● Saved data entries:
- Opening Delimiter -
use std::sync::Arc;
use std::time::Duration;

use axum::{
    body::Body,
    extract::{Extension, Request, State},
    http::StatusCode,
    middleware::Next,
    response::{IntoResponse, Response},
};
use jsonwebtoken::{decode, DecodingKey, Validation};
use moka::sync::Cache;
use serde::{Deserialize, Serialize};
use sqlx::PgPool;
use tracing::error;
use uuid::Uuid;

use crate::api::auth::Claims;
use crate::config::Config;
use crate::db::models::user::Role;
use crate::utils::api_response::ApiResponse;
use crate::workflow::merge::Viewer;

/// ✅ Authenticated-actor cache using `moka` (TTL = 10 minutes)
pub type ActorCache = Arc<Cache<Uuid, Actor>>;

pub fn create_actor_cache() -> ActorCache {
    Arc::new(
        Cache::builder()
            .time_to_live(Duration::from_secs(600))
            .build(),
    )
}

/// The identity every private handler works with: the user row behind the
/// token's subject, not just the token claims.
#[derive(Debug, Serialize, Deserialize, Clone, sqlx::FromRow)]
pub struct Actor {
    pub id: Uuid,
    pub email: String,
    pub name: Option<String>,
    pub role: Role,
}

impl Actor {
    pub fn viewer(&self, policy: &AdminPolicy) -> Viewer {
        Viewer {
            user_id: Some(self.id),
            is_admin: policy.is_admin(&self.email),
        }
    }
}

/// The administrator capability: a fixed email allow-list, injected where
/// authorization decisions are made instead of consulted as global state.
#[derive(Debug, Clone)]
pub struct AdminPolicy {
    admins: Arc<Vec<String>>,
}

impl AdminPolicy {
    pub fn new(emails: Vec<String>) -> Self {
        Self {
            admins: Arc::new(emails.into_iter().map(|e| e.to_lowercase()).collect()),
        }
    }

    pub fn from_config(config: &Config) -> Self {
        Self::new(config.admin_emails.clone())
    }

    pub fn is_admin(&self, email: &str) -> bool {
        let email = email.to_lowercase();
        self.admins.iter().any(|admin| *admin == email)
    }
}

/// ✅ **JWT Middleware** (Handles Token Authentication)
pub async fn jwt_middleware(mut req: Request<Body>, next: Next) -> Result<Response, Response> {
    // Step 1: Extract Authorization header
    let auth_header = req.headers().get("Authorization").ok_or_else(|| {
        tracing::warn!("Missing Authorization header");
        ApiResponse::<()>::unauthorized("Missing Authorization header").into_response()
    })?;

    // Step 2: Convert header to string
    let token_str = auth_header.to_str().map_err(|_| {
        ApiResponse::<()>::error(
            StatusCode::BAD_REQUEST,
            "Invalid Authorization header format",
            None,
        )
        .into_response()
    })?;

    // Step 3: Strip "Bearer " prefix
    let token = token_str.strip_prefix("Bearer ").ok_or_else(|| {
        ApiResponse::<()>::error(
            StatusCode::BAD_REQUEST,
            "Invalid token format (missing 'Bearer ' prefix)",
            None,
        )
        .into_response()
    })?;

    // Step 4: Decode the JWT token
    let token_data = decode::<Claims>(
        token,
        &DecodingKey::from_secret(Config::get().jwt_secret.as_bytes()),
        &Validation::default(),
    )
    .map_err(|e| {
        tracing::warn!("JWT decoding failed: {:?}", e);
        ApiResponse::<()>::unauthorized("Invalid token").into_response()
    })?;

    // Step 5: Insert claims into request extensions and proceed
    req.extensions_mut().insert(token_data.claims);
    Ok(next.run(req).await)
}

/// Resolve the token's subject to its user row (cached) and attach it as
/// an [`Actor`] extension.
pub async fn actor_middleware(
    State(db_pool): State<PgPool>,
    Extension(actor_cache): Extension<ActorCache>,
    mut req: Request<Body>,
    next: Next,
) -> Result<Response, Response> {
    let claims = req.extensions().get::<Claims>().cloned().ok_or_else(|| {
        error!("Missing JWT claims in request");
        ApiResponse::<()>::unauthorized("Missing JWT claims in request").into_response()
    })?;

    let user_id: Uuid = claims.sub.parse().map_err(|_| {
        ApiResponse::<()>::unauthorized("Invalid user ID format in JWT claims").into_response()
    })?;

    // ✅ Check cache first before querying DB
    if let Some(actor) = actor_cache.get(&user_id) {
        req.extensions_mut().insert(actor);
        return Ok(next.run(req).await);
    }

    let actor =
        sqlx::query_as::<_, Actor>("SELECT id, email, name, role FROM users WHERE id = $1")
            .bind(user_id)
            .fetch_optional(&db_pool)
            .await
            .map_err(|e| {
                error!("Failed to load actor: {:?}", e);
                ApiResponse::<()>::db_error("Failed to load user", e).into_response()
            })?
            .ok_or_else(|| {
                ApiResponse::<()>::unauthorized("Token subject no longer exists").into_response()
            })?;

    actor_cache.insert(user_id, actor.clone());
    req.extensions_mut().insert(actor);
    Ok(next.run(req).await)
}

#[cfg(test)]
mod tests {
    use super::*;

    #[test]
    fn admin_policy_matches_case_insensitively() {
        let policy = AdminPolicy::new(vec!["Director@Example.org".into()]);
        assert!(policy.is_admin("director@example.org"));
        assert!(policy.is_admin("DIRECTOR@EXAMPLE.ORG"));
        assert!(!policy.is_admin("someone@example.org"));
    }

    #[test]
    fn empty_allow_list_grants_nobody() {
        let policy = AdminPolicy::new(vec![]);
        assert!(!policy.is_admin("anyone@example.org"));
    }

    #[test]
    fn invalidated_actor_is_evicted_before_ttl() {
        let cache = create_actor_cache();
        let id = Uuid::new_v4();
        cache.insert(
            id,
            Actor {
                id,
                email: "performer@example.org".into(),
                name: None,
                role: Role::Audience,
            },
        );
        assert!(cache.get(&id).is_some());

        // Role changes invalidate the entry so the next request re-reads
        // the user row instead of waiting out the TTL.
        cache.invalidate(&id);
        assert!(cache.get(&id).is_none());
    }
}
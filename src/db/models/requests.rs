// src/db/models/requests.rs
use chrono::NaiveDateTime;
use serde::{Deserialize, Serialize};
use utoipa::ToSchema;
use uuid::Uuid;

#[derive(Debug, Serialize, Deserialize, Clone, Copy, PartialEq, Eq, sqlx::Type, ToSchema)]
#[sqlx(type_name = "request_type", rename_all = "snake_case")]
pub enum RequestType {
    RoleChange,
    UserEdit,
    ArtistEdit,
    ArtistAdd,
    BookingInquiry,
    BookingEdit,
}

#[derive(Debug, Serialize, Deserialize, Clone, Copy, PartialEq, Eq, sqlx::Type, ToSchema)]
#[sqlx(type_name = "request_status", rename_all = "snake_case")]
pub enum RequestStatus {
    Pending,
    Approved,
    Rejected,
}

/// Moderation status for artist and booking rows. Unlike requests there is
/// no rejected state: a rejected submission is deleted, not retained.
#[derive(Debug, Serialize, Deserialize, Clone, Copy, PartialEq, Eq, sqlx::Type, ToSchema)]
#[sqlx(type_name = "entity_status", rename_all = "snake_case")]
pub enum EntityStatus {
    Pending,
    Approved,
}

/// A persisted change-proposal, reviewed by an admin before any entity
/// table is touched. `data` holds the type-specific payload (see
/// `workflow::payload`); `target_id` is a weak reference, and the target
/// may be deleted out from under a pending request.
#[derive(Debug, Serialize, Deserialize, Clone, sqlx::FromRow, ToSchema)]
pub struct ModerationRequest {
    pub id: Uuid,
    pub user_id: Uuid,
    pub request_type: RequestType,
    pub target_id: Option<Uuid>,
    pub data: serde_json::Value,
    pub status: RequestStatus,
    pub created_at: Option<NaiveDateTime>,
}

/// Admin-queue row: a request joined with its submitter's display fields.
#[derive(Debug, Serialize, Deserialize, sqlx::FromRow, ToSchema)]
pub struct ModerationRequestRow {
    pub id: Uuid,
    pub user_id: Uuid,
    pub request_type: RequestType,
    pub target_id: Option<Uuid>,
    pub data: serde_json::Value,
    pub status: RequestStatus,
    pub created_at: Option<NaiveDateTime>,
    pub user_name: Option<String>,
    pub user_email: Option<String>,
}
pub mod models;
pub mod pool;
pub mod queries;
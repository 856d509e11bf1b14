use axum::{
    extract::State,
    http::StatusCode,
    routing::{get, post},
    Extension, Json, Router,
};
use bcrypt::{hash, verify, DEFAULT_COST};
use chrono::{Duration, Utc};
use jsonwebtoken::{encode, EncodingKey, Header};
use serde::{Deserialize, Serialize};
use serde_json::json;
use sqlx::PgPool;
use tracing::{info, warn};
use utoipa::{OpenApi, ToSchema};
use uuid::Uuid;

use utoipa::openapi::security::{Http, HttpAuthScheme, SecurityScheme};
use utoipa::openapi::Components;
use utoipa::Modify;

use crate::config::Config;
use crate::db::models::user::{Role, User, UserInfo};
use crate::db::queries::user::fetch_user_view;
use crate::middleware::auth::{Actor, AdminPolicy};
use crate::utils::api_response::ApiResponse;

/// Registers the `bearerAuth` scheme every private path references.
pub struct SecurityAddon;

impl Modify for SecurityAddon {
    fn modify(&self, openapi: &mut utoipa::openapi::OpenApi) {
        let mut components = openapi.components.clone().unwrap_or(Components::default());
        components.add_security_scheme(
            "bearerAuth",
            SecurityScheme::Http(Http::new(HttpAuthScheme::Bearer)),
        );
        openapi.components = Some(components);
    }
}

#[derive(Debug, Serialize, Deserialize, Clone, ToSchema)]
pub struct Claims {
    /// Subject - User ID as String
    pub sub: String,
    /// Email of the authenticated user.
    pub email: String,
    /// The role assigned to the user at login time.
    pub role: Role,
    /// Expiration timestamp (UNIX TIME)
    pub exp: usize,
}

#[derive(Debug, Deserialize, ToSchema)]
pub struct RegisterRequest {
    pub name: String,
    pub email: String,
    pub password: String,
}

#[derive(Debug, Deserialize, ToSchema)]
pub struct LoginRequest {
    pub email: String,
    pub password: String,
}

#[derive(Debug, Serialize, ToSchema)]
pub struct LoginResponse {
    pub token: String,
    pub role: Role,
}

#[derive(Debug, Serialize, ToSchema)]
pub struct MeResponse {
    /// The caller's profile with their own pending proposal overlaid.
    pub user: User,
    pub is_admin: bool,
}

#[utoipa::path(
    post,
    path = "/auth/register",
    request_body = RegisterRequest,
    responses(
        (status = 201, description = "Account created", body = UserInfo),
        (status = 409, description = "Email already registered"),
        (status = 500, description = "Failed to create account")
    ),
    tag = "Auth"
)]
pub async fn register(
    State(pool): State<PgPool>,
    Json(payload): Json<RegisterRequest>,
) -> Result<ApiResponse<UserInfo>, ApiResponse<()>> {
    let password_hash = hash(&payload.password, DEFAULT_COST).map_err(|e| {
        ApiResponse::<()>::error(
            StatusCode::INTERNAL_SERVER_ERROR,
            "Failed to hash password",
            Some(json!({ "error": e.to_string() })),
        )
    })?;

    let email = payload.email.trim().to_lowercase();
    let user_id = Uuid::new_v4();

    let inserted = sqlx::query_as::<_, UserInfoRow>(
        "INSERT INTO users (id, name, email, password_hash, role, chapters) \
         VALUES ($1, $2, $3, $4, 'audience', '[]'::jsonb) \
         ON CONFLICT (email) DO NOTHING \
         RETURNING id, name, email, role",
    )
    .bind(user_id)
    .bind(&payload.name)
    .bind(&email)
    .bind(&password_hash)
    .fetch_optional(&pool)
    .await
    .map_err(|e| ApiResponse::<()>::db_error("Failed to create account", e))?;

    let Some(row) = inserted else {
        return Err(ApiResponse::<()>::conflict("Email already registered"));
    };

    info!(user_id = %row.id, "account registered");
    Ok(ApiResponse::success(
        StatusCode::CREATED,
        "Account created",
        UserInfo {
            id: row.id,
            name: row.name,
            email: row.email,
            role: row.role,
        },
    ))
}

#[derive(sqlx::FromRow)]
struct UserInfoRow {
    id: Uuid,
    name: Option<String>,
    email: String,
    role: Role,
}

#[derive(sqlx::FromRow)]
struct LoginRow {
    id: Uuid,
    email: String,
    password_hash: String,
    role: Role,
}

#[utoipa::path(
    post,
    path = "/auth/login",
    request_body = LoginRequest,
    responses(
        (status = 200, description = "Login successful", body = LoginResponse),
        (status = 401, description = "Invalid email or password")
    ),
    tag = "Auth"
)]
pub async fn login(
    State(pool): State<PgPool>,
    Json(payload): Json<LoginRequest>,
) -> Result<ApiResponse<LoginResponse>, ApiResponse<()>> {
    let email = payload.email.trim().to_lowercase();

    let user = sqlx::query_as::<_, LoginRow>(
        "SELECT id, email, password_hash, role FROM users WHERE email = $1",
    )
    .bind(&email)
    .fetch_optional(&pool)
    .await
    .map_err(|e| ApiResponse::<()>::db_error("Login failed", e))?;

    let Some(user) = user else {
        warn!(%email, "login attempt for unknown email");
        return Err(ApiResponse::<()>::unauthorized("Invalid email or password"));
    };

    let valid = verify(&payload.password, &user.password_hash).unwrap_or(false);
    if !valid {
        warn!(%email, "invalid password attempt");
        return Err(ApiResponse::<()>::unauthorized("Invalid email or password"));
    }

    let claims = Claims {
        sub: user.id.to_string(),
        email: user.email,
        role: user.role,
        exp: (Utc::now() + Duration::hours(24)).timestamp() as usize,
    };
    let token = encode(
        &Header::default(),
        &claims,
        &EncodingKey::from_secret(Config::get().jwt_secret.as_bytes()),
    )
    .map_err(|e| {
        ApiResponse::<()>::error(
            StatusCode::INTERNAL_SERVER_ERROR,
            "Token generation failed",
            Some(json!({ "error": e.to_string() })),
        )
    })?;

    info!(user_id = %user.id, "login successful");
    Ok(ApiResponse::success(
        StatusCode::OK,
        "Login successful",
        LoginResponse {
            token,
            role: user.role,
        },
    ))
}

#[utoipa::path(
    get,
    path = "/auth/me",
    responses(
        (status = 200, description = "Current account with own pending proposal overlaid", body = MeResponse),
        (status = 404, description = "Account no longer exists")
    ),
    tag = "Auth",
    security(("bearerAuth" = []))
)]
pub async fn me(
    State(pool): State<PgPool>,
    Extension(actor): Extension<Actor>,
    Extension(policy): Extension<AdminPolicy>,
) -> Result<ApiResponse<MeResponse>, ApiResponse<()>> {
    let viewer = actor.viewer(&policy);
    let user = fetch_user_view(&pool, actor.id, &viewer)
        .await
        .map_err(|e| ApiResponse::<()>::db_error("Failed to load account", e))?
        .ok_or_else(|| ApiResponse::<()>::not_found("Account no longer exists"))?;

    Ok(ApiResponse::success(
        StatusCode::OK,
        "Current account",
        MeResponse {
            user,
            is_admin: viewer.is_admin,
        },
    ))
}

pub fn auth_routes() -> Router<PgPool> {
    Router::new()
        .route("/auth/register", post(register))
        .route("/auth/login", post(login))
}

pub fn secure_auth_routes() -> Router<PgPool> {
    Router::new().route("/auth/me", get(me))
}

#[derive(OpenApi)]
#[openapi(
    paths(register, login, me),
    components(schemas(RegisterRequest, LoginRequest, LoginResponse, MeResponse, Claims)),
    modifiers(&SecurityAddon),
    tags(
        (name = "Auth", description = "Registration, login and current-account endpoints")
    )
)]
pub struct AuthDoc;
- Closing Delimiter -
● What is being asked: From the data above, pick out each line containing "post" and copy it.

● Response below:
    routing::{get, post},
    post,
    post,
        .route("/auth/register", post(register))
        .route("/auth/login", post(login))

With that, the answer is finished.